Esta 3970 é apresentada numa bracelete nova em pele de aligátor castanha, feita artesanalmente a nosso pedido e cosida à mão. O fecho de fivela Patek Philippe em ouro amarelo é uma rara versão americana, cuja largura, inferior à dos fechos suíços «standard», permite à bracelete apresentar uma queda pronunciada, reforçando assim a silhueta eminentemente vintage do conjunto.
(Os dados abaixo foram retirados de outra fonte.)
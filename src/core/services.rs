//! External Collaborator Contracts
//!
//! The engine performs no I/O itself. Reading and writing subtitle files,
//! and turning media into entries via speech recognition, are reached
//! through the contracts in this module and wired up by the host
//! application.

use std::path::Path;
use std::str::FromStr;

use async_trait::async_trait;

use super::subtitles::SubtitleEntry;
use super::{EditorError, EditorResult};

// =============================================================================
// Persistence Contracts
// =============================================================================

/// Parses a subtitle file into ordered entries
pub trait SubtitleParser {
    fn parse(&self, path: &Path) -> EditorResult<Vec<SubtitleEntry>>;
}

/// Writes ordered entries to a subtitle file
pub trait SubtitleWriter {
    fn write(
        &self,
        path: &Path,
        entries: &[SubtitleEntry],
        include_speaker: bool,
    ) -> EditorResult<()>;
}

// =============================================================================
// Transcription Contract
// =============================================================================

/// Available transcription model tiers
#[derive(Debug, Clone, Copy, PartialEq, Eq, Default)]
pub enum WhisperModel {
    /// Tiny model - fastest, lowest accuracy
    Tiny,
    /// Base model - good balance
    #[default]
    Base,
    /// Medium model - high accuracy
    Medium,
    /// Large model - highest accuracy
    Large,
}

impl WhisperModel {
    /// Model name passed to the transcription backend
    pub fn name(&self) -> &'static str {
        match self {
            WhisperModel::Tiny => "tiny",
            WhisperModel::Base => "base",
            WhisperModel::Medium => "medium",
            WhisperModel::Large => "large-v3",
        }
    }
}

impl FromStr for WhisperModel {
    type Err = EditorError;

    fn from_str(s: &str) -> Result<Self, Self::Err> {
        match s.to_lowercase().as_str() {
            "tiny" => Ok(WhisperModel::Tiny),
            "base" => Ok(WhisperModel::Base),
            "medium" => Ok(WhisperModel::Medium),
            "large" | "large-v3" => Ok(WhisperModel::Large),
            _ => Err(EditorError::UnknownModel(s.to_string())),
        }
    }
}

/// Progress report from a running transcription
#[derive(Clone, Debug)]
pub struct TranscriptionProgress {
    /// Completion percentage (0-100)
    pub percent: u8,
    /// Human-readable status
    pub message: String,
    /// True while a model download (not the transcription itself) is the
    /// thing making progress
    pub is_download: bool,
}

impl TranscriptionProgress {
    pub fn step(percent: u8, message: impl Into<String>) -> Self {
        Self {
            percent,
            message: message.into(),
            is_download: false,
        }
    }
}

/// Callback receiving progress reports
pub type ProgressFn = dyn Fn(TranscriptionProgress) + Send + Sync;

/// Turns a media file into ordered subtitle entries.
///
/// The engine consumes the finished batch synchronously through the
/// session's load path; it does not depend on how the backend chunks or
/// stitches its work.
#[async_trait]
pub trait TranscriptionService: Send + Sync {
    async fn transcribe(
        &self,
        media_path: &Path,
        model: WhisperModel,
        language: &str,
        progress: Option<&ProgressFn>,
    ) -> EditorResult<Vec<SubtitleEntry>>;
}

// =============================================================================
// Mock Transcription
// =============================================================================

/// Deterministic transcription stand-in for tests and headless runs
pub struct MockTranscriptionService;

#[async_trait]
impl TranscriptionService for MockTranscriptionService {
    async fn transcribe(
        &self,
        _media_path: &Path,
        model: WhisperModel,
        language: &str,
        progress: Option<&ProgressFn>,
    ) -> EditorResult<Vec<SubtitleEntry>> {
        if let Some(report) = progress {
            report(TranscriptionProgress::step(0, "Starting transcription..."));
            report(TranscriptionProgress::step(50, "Transcribing speech..."));
            report(TranscriptionProgress::step(100, "Transcription finished"));
        }

        Ok(vec![
            SubtitleEntry::new()
                .with_times("00:00:00,0", "00:00:03,5")
                .with_speaker("AI")
                .with_text(format!("AI generated subtitles (language: {language})")),
            SubtitleEntry::new()
                .with_times("00:00:04,0", "00:00:07,2")
                .with_speaker("AI")
                .with_text(format!("Model: {}", model.name())),
            SubtitleEntry::new()
                .with_times("00:00:08,0", "00:00:12,0")
                .with_speaker("AI")
                .with_text("Mock transcription complete"),
        ])
    }
}

// =============================================================================
// Tests
// =============================================================================

#[cfg(test)]
mod tests {
    use super::*;
    use crate::core::subtitles::DEFAULT_SPEAKER;
    use std::sync::{Arc, Mutex};

    #[test]
    fn test_model_names() {
        assert_eq!(WhisperModel::Base.name(), "base");
        assert_eq!(WhisperModel::Large.name(), "large-v3");
    }

    #[test]
    fn test_model_from_str() {
        assert_eq!("TINY".parse::<WhisperModel>().unwrap(), WhisperModel::Tiny);
        assert_eq!(
            "large-v3".parse::<WhisperModel>().unwrap(),
            WhisperModel::Large
        );
        assert!(matches!(
            "colossal".parse::<WhisperModel>(),
            Err(EditorError::UnknownModel(_))
        ));
    }

    #[tokio::test]
    async fn test_mock_transcription_reports_progress() {
        let percents: Arc<Mutex<Vec<u8>>> = Arc::new(Mutex::new(Vec::new()));
        let sink = Arc::clone(&percents);
        let report = move |p: TranscriptionProgress| {
            sink.lock().unwrap().push(p.percent);
        };

        let entries = MockTranscriptionService
            .transcribe(Path::new("video.mp4"), WhisperModel::Base, "en", Some(&report))
            .await
            .unwrap();

        assert_eq!(entries.len(), 3);
        assert_eq!(entries[0].speaker, "AI");
        assert_ne!(entries[0].speaker, DEFAULT_SPEAKER);
        assert_eq!(entries[1].text, "Model: base");
        assert_eq!(*percents.lock().unwrap(), vec![0, 50, 100]);
    }
}
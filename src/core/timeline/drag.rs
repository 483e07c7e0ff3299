//! Drag Session State Machine
//!
//! Translates pointer motion over a subtitle block into provisional time
//! edits, and — at release — into at most one reversible command.
//!
//! A session is anchored at pointer-down: it snapshots the entry's current
//! times and geometry, decides its mode from the hit zone (left handle,
//! body, right handle), and keeps that mode for its whole lifetime. Every
//! pointer-move recomputes from the snapshot plus the *cumulative* delta
//! since the anchor; pointer events arrive at irregular granularity, and
//! anchoring each computation to the original snapshot keeps rounding from
//! accumulating across many small increments.
//!
//! During the drag the entry's live start/end are overwritten directly so
//! the views track the pointer. Only the commit at pointer-up constructs an
//! immutable command snapshot and reaches the undo stack; the command's
//! apply simply re-asserts the values the drag already wrote.

use crate::core::commands::EditCommand;
use crate::core::subtitles::{SubtitleDocument, SubtitleEntry};
use crate::core::timeline::{EntryGeometry, TimeScale};
use crate::core::{EditorError, EditorResult, EntryId, TimeCode};

/// Width of the resize handles on each edge of an entry block, in pixels
pub const HANDLE_WIDTH: f64 = 5.0;

/// Minimum entry duration enforced while resizing, in seconds
pub const MIN_DURATION_SECS: f64 = 1.0;

// =============================================================================
// Drag Mode
// =============================================================================

/// What a drag gesture does to the entry under it
#[derive(Clone, Copy, Debug, PartialEq, Eq)]
pub enum DragMode {
    /// Shift the whole block, preserving its duration
    Moving,
    /// Pull the left edge: start time changes, end time stays
    ResizingStart,
    /// Pull the right edge: end time changes, start time stays
    ResizingEnd,
}

impl DragMode {
    /// Picks the mode from the pointer position within the entry block.
    ///
    /// The block is split into three zones by the fixed handle width; the
    /// zone under the initial press decides the mode for the whole session.
    pub fn from_hit(x_in_entry: f64, entry_width: f64) -> Self {
        if x_in_entry <= HANDLE_WIDTH {
            DragMode::ResizingStart
        } else if x_in_entry >= entry_width - HANDLE_WIDTH {
            DragMode::ResizingEnd
        } else {
            DragMode::Moving
        }
    }
}

// =============================================================================
// Drag Session
// =============================================================================

/// Transient state of one pointer drag over an entry block.
///
/// Created at pointer-down, fed cumulative pointer positions while the
/// button is held, and consumed at pointer-up (into one command, or
/// nothing) or on cancellation (restoring the snapshot).
#[derive(Debug)]
pub struct DragSession {
    mode: DragMode,
    entry_id: EntryId,
    anchor_x: f64,
    original_start: TimeCode,
    original_end: TimeCode,
    original_left: f64,
    original_width: f64,
    scale: TimeScale,
}

impl DragSession {
    /// Starts a session over an entry.
    ///
    /// Snapshots the entry's *current* values — a new pointer-down always
    /// re-snapshots, so consecutive drags never accumulate.
    pub fn begin(entry: &SubtitleEntry, mode: DragMode, anchor_x: f64, scale: TimeScale) -> Self {
        let geometry = scale.entry_geometry(entry);
        Self {
            mode,
            entry_id: entry.id.clone(),
            anchor_x,
            original_start: entry.start,
            original_end: entry.end,
            original_left: geometry.left,
            original_width: geometry.width,
            scale,
        }
    }

    /// The session's fixed mode
    pub fn mode(&self) -> DragMode {
        self.mode
    }

    /// The dragged entry
    pub fn entry_id(&self) -> &EntryId {
        &self.entry_id
    }

    /// Applies the pointer's current position, provisionally overwriting
    /// the entry's start/end, and returns the block's new geometry.
    pub fn update(
        &self,
        document: &mut SubtitleDocument,
        pointer_x: f64,
    ) -> EditorResult<EntryGeometry> {
        let delta = pointer_x - self.anchor_x;
        let (start, end) = match self.mode {
            DragMode::Moving => self.shifted_times(delta),
            DragMode::ResizingStart => self.resized_start_times(delta),
            DragMode::ResizingEnd => self.resized_end_times(delta),
        };

        let entry = document
            .get_mut(&self.entry_id)
            .ok_or_else(|| EditorError::EntryNotFound(self.entry_id.clone()))?;
        entry.start = start;
        entry.end = end;
        Ok(self.scale.entry_geometry(entry))
    }

    /// Both times shifted by the same delta, clamped to the timeline start
    fn shifted_times(&self, delta: f64) -> (TimeCode, TimeCode) {
        let dt = self.scale.pixel_to_time_delta(delta);
        let start = (self.original_start.to_seconds() + dt).max(0.0);
        // End derives from the same delta; the clamp against the (possibly
        // adjusted) start runs afterwards.
        let mut end = (self.original_end.to_seconds() + dt).max(0.0);
        if end < start + MIN_DURATION_SECS {
            end = start + MIN_DURATION_SECS;
        }
        (TimeCode::from_seconds(start), TimeCode::from_seconds(end))
    }

    /// Left handle: start recomputed from the pixel position, end untouched
    fn resized_start_times(&self, delta: f64) -> (TimeCode, TimeCode) {
        let mut new_left = self.original_left + delta;
        let mut new_width = self.original_width - delta;

        // Crossing the timeline start absorbs the overflow into the width.
        if new_left < 0.0 {
            new_width += new_left;
            new_left = 0.0;
        }

        // Enforce the minimum duration by pulling the left edge back.
        let min_width = self.scale.time_to_pixel(MIN_DURATION_SECS);
        if new_width < min_width {
            new_left = self.original_left + self.original_width - min_width;
        }
        if new_left < 0.0 {
            new_left = 0.0;
        }

        let start = self.scale.pixel_to_time_delta(new_left).max(0.0);
        (TimeCode::from_seconds(start), self.original_end)
    }

    /// Right handle: end recomputed from the width, start untouched
    fn resized_end_times(&self, delta: f64) -> (TimeCode, TimeCode) {
        let min_width = self.scale.time_to_pixel(MIN_DURATION_SECS);
        let new_width = (self.original_width + delta).max(min_width);
        let end = self
            .scale
            .pixel_to_time_delta(self.original_left + new_width);
        (self.original_start, TimeCode::from_seconds(end))
    }

    /// Ends the session at pointer-up.
    ///
    /// Returns `None` when the entry's times match the snapshot (a no-op
    /// drag commits nothing); otherwise exactly one command carrying the
    /// snapshot and the current values. The entry already holds the new
    /// values, so executing the command re-asserts them idempotently.
    pub fn finish(self, document: &SubtitleDocument) -> EditorResult<Option<EditCommand>> {
        let entry = document
            .get(&self.entry_id)
            .ok_or_else(|| EditorError::EntryNotFound(self.entry_id.clone()))?;

        if entry.start == self.original_start && entry.end == self.original_end {
            return Ok(None);
        }

        let command = match self.mode {
            DragMode::Moving => EditCommand::move_entry(
                self.entry_id,
                self.original_start,
                self.original_end,
                entry.start,
                entry.end,
            ),
            DragMode::ResizingStart | DragMode::ResizingEnd => EditCommand::resize(
                self.entry_id,
                self.original_start,
                self.original_end,
                entry.start,
                entry.end,
            ),
        };
        Ok(Some(command))
    }

    /// Abandons the session (pointer capture lost), restoring the
    /// snapshot. Nothing is committed.
    pub fn cancel(self, document: &mut SubtitleDocument) -> EditorResult<()> {
        let entry = document
            .get_mut(&self.entry_id)
            .ok_or_else(|| EditorError::EntryNotFound(self.entry_id.clone()))?;
        entry.start = self.original_start;
        entry.end = self.original_end;
        Ok(())
    }
}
Para além da sua raridade intrínseca, da sua perfeita autenticidade e do seu excelente estado de conservação, este excecional cronógrafo conservou a totalidade dos seus documentos e acessórios de origem. Assim, o seu Certificado de origem Patek Philippe indica uma venda inicial em março de 1988 nos Estados Unidos. A caixa de origem em madeira envernizada e a sua sobrecaixa bordeaux estão igualmente presentes, tal como o estilete de regulação de origem para os corretores do calendário perpétuo, a pasta porta-documentos Patek Philippe em pele castanha, e diversos documentos de época complementares. Por fim, um Extracto de Arquivos Patek Philippe confirma o duo dos números do movimento e da caixa, bem como a produção e a venda inicial no início de 1988.
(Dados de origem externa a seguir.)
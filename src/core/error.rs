//! Subreel Error Definitions
//!
//! Defines error types used throughout the engine.

use thiserror::Error;

use super::EntryId;

/// Core engine error types
#[derive(Error, Debug)]
pub enum EditorError {
    // =========================================================================
    // Document Errors
    // =========================================================================
    #[error("Entry not found: {0}")]
    EntryNotFound(EntryId),

    #[error("Position out of range: {position} (document has {len} entries)")]
    PositionOutOfRange { position: usize, len: usize },

    // =========================================================================
    // Collaborator Errors
    // =========================================================================
    #[error("Failed to parse subtitles: {0}")]
    ParseFailed(String),

    #[error("Failed to write subtitles: {0}")]
    WriteFailed(String),

    #[error("Transcription failed: {0}")]
    TranscriptionFailed(String),

    #[error("Unknown transcription model: {0}")]
    UnknownModel(String),

    // =========================================================================
    // General Errors
    // =========================================================================
    #[error("IO error: {0}")]
    Io(#[from] std::io::Error),
}

/// Core engine result type
pub type EditorResult<T> = Result<T, EditorError>;
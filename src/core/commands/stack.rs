//! Command Stack Module
//!
//! Undo/redo engine: owns the two command stacks and the invariants
//! governing them. This is the single path through which edits reach the
//! document — views never mutate entries directly outside a drag session's
//! provisional writes.

use std::collections::VecDeque;
use std::rc::Rc;

use crate::core::commands::EditCommand;
use crate::core::events::{EditorEvent, EventBus};
use crate::core::subtitles::SubtitleDocument;
use crate::core::EditorResult;

/// Default bound on retained history
const DEFAULT_MAX_HISTORY: usize = 100;

// =============================================================================
// History Entry
// =============================================================================

/// Entry in the undo/redo history
#[derive(Clone, Debug)]
pub struct HistoryEntry {
    /// The executed command
    pub command: EditCommand,
    /// When the command was (re-)executed
    pub timestamp: String,
}

impl HistoryEntry {
    fn new(command: EditCommand) -> Self {
        Self {
            command,
            timestamp: chrono::Utc::now().to_rfc3339(),
        }
    }
}

// =============================================================================
// Command Stack
// =============================================================================

/// Executes commands and manages undo/redo history.
///
/// Invariants: executing a new command clears the redo stack; undo is
/// available iff the undo stack is non-empty, redo iff the redo stack is.
/// Undoing or redoing with an empty stack is a defined no-op, not an error.
pub struct CommandStack {
    /// Undo stack
    undo_stack: VecDeque<HistoryEntry>,
    /// Redo stack
    redo_stack: VecDeque<HistoryEntry>,
    /// Maximum history size
    max_history: usize,
    /// Notification bus for entry-updated events
    bus: Rc<EventBus>,
}

impl CommandStack {
    /// Creates an empty stack publishing on the given bus
    pub fn new(bus: Rc<EventBus>) -> Self {
        Self {
            undo_stack: VecDeque::new(),
            redo_stack: VecDeque::new(),
            max_history: DEFAULT_MAX_HISTORY,
            bus,
        }
    }

    /// Sets the maximum history size
    pub fn with_max_history(mut self, size: usize) -> Self {
        self.max_history = size;
        self
    }

    /// Executes a command and pushes it onto the undo stack.
    ///
    /// Any redo history is invalidated: a new forward action makes the
    /// previously undone future unreachable.
    pub fn execute(
        &mut self,
        command: EditCommand,
        document: &mut SubtitleDocument,
    ) -> EditorResult<()> {
        command.apply(document)?;
        self.notify_entry_updated(&command, document);

        self.redo_stack.clear();
        self.undo_stack.push_back(HistoryEntry::new(command));
        while self.undo_stack.len() > self.max_history {
            self.undo_stack.pop_front();
        }
        Ok(())
    }

    /// Undoes the last command. Returns `Ok(false)` when there is nothing
    /// to undo.
    pub fn undo(&mut self, document: &mut SubtitleDocument) -> EditorResult<bool> {
        let Some(entry) = self.undo_stack.pop_back() else {
            return Ok(false);
        };
        entry.command.revert(document)?;
        self.notify_entry_updated(&entry.command, document);
        self.redo_stack.push_back(entry);
        Ok(true)
    }

    /// Redoes the last undone command. Returns `Ok(false)` when there is
    /// nothing to redo.
    pub fn redo(&mut self, document: &mut SubtitleDocument) -> EditorResult<bool> {
        let Some(entry) = self.redo_stack.pop_back() else {
            return Ok(false);
        };
        entry.command.apply(document)?;
        self.notify_entry_updated(&entry.command, document);
        self.undo_stack.push_back(HistoryEntry::new(entry.command));
        Ok(true)
    }

    /// Returns true if undo is available
    pub fn can_undo(&self) -> bool {
        !self.undo_stack.is_empty()
    }

    /// Returns true if redo is available
    pub fn can_redo(&self) -> bool {
        !self.redo_stack.is_empty()
    }

    /// Number of commands in the undo stack
    pub fn undo_count(&self) -> usize {
        self.undo_stack.len()
    }

    /// Number of commands in the redo stack
    pub fn redo_count(&self) -> usize {
        self.redo_stack.len()
    }

    /// Kind of the command that would be undone next
    pub fn last_command_kind(&self) -> Option<&'static str> {
        self.undo_stack.back().map(|e| e.command.kind())
    }

    /// Clears all history (undo and redo)
    pub fn clear_history(&mut self) {
        self.undo_stack.clear();
        self.redo_stack.clear();
    }

    /// Publishes an entry-updated notification for field-mutating commands.
    ///
    /// Best-effort: subscriber failures are isolated inside the bus and
    /// never unwind into command execution. Membership variants are quiet
    /// here — the document already raised added/removed notifications.
    fn notify_entry_updated(&self, command: &EditCommand, document: &SubtitleDocument) {
        if let Some(entry_id) = command.affected_entry() {
            if let Some(entry) = document.get(entry_id) {
                self.bus.publish(&EditorEvent::EntryUpdated {
                    entry: entry.clone(),
                });
            }
        }
    }
}

// =============================================================================
// Tests
// =============================================================================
Peça histórica, objeto de coleção raro, e contudo incrivelmente agradável de usar no quotidiano, esta 3970 «very early 2nd series» representa a combinação perfeita dos atributos estéticos dos exemplares de 1.ª série e da maior praticidade e durabilidade no tempo do fundo aparafusado das produções posteriores. Situa-se precisamente na charneira em que a relojoaria Patek Philippe do século XX bascula do artesanato para a padronização moderna – momento que a comunidade internacional dos colecionadores reconhece, há alguns anos, como um dos mais preciosos da história da manufatura.
O ano de 2026 marca o 40.º aniversário da referência 3970. A nosso ver, constitui uma das Patek Philippe estética e mecanicamente mais consumadas que existem. Num mercado em que o interesse dos colecionadores pela casa genebrina não cessa de crescer, é de antecipar que os exemplares de 1.ª série e de toda a primeira 2.ª série, cuja raridade é por essência imutável, vejam a sua posição entre as peças mais cobiçadas da casa reforçar-se ainda mais nos meses e anos vindouros. Este exemplar particular, um dos últimos a conservar os atributos da era «vintage» da Patek Philippe, ainda acompanhado do conjunto dos seus documentos e acessórios de origem, em soberbo estado geral, a funcionar perfeitamente e «fresh to the market», é um verdadeiro sonho de colecionador.